No Healthy Volunteers

Inclusion criteria

  • Male or female patients aged ≥ 1 years.
  • Signed written informed consent (patient older than 18 years or person(s) having the care and custody of the patient younger than 18 years).
  • Segmental overgrowth syndrome patients independently of genetic background (that means with/ without PTEN germline mutations or with/without AKT/PI3K somatic mutations in an overgrowth lesion).
  • Patients who meet clinical criteria for segmental overgrowth syndromes, including a soft tissue lesion composed of one or several tissue components such as fat, vessels, muscle, muscle or connective tissue.
  • Identification of a target lesion by MRI > 5 cm3. The target lesion must be externally visible (photos) and composed by soft tissue.
  • Normal organ and bone marrow function (i.e. transaminase levels > 2.5 x ULN or serum bilirubin > 1.5 x ULN, hemoglobin > 9 g/dL).
  • Negative urine pregnancy test in females with a childbearing potential.
  • If female and of child-bearing potential, documentation of negative pregnancy test prior to enrollment. Sexually active female patients (and female partners of male patients) must use adequate contraceptive measures while on study and for up to 8 weeks after ending treatment.

Exclusion criteria

  • Any concurrent therapy with chemotherapy agents or biologic agents or radiation therapy.
  • Patients who have received live vaccines in the past 30 days prior to informed consent.
  • Patients on medication with CYP3A4 inhibitors / inducers which are not replaced by other equivalent medications for the study period.
  • Patients who have known immunodeficiency or HIV seropositivity.
  • Patients with known interstitial lung disease, pneumonitis or with bleeding diathesis.
  • Patients with prior use of Everolimus or other mTOR inhibitors such as f.e. Rapamycin or any analogue within the last 6 months; regardless of therapeutic effect, but with risk assessment due to former side effects.
  • Any planned surgery within study period.
  • Pre-existing chronic wounds.
  • Triglycerides > 400 mg/dL (> 4.5 mmol/L) or total cholesterol > 300 mg/dL (> 7.8 mmol/L).
  • Creatinine clearance ≤ 60 mL/min (Cockcroft and Gault formula).
  • Proteinuria ≥ 30 mg/dL on dipstick and 24 hours proteinuria > 0.8 g/24 hours.
  • Intake of St John's Wort and/or grapefruit and grapefruit juice.

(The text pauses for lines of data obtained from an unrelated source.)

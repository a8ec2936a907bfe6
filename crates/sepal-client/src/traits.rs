use reqwest::Method;
use serde_json::Value;

use crate::error::ClientError;

/// Raw access to the journal API.
///
/// `path` is a populated endpoint template (path and query string, relative
/// to the API root). Both calls return the `data` of a successful
/// `{success, message, data}` envelope.
#[async_trait::async_trait]
pub trait ApiTransport: Send + Sync {
    async fn get_data(&self, path: &str) -> Result<Value, ClientError>;

    async fn send_data(
        &self,
        method: Method,
        path: &str,
        body: Option<Value>,
    ) -> Result<Value, ClientError>;
}
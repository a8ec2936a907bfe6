pub mod cache;
pub mod controller;
pub mod error;
pub mod query;
pub mod selection;
pub mod window;

pub use cache::RequestCache;
pub use controller::{PagedQueryController, QueryState};
pub use error::QueryError;
pub use query::{JobsQuery, PagedQuery, TradesQuery, TransactionsQuery, build_query_params};
pub use selection::{Selection, SelectionStore};
pub use window::{PageLink, PageWindow, compute_page_window};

Any severe and/or uncontrolled medical conditions which could cause unacceptable safety risks:

  • Uncontrolled hypercholesterolemia/hypertriglyceridemia.
  • Impairment of gastrointestinal function or gastrointestinal disease that may significantly alter the absorption of study drug (e.g., ulcerative disease, uncontrolled nausea, vomiting, diarrhea, malabsorption syndrome).
  • Patients with a known hypersensitivity to Everolimus or other mTOR inhibitors such as f.e. Rapamycin or any analogs or to its excipients.
  • Patients unwilling to or unable to comply with the planned therapeutic intervention or to comply with the study treatment visits including blood sample collection within the protocol.
  • Female patients who are pregnant or breast feeding, or patients of reproductive potential who are not using effective birth control methods. If barrier contraceptives are used, they must be continued throughout the study by both sexes.

Trial design

0 participants in 1 patient group

Everolimus (RAD001) 4.5 mg/m² daily over
Experimental group
Everolimus (RAD001) 4.5 mg/m² daily over 12 months. Patients will be on Everolimus (RAD001) therapy for 12 months; discontinuation can be necessary due to intolerable toxicity, withdrawal of consent, death or termination of the trial. After 12 months treatment is stopped. If there is progress of disease (see below) after end of therapy, re-start with Everolimus (RAD001) on a compassionate use is possible.